■ WORK INSTRUCTIONS: Each line from the one containing "let drop = create_file_drop_signals();" through the final line below must be reproduced exactly, and no others.
Content starts
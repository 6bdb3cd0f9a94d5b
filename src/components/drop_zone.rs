//! File Drop Zone Component
//!
//! File input that also takes files dragged onto it. The picked file lands in
//! the form's file signal either way.

use leptos::logging::{error, log};
use leptos::prelude::*;
use leptos_filedrop::*;
use wasm_bindgen::JsCast;
use web_sys::{Event, File, HtmlInputElement};

use crate::error::AdminError;

pub const IMAGE_EXTENSIONS: &[&str] = &["png", "jpg", "jpeg", "gif", "webp"];
pub const MEDIA_EXTENSIONS: &[&str] = &["png", "jpg", "jpeg", "gif", "webp", "mp4", "webm", "ogg", "ogv", "mov"];

/// First file of a file input's change event
fn file_from_input(ev: &Event) -> Result<Option<File>, AdminError> {
    let input = ev
        .target()
        .and_then(|t| t.dyn_into::<HtmlInputElement>().ok())
        .ok_or(AdminError::MissingElement("file input"))?;
    Ok(input.files().and_then(|list| list.get(0)))
}

/// Drop zone wrapping a file input
#[component]
pub fn FileDropZone(
    file: RwSignal<Option<File>, LocalStorage>,
    /// Form field name ("image" or "media")
    #[prop(into)] name: String,
    accept: &'static [&'static str],
    #[prop(into, optional)] required: Signal<bool>,
) -> impl IntoView {
    let drop = create_file_drop_signals();

    let on_dragover = make_on_dragover(drop);
    let on_dragleave = make_on_dragleave(drop);
    let on_drop = make_on_drop(drop, accept, move |files: Vec<File>| {
        log!("[DROP] {} file(s) dropped, taking the first", files.len());
        file.set(files.into_iter().next());
    });

    // Form reset clears the file; clear the zone with it
    Effect::new(move |_| {
        if file.with(|f| f.is_none()) {
            reset_drop(&drop);
        }
    });

    let label = move || match file.with(|f| f.as_ref().map(|f| f.name())) {
        Some(name) => format!("Selected: {}", name),
        None => "Drop a file here or choose one".to_string(),
    };
    let accept_attr = accept
        .iter()
        .map(|ext| format!(".{}", ext))
        .collect::<Vec<_>>()
        .join(",");

    view! {
        <div
            class=move || zone_class("drop-zone", drop.is_over_read.get())
            on:dragover=on_dragover
            on:dragleave=on_dragleave
            on:drop=on_drop
        >
            <p class="drop-zone-label">{label}</p>
            <input
                type="file"
                class="form-control"
                name=name
                accept=accept_attr
                required=move || required.get() && file.with(|f| f.is_none())
                on:change=move |ev| match file_from_input(&ev) {
                    Ok(picked) => file.set(picked),
                    Err(e) => error!("[DROP] {}", e),
                }
            />
        </div>
    }
}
Content ends
■ OUTPUT BELOW:
    let drop = create_file_drop_signals();

    let on_dragover = make_on_dragover(drop);
    let on_dragleave = make_on_dragleave(drop);
    let on_drop = make_on_drop(drop, accept, move |files: Vec<File>| {
        log!("[DROP] {} file(s) dropped, taking the first", files.len());
        file.set(files.into_iter().next());
    });

    // Form reset clears the file; clear the zone with it
    Effect::new(move |_| {
        if file.with(|f| f.is_none()) {
            reset_drop(&drop);
        }
    });

    let label = move || match file.with(|f| f.as_ref().map(|f| f.name())) {
        Some(name) => format!("Selected: {}", name),
        None => "Drop a file here or choose one".to_string(),
    };
    let accept_attr = accept
        .iter()
        .map(|ext| format!(".{}", ext))
        .collect::<Vec<_>>()
        .join(",");

    view! {
        <div
            class=move || zone_class("drop-zone", drop.is_over_read.get())
            on:dragover=on_dragover
            on:dragleave=on_dragleave
            on:drop=on_drop
        >
            <p class="drop-zone-label">{label}</p>
            <input
                type="file"
                class="form-control"
                name=name
                accept=accept_attr
                required=move || required.get() && file.with(|f| f.is_none())
                on:change=move |ev| match file_from_input(&ev) {
                    Ok(picked) => file.set(picked),
                    Err(e) => error!("[DROP] {}", e),
                }
            />
        </div>
    }
}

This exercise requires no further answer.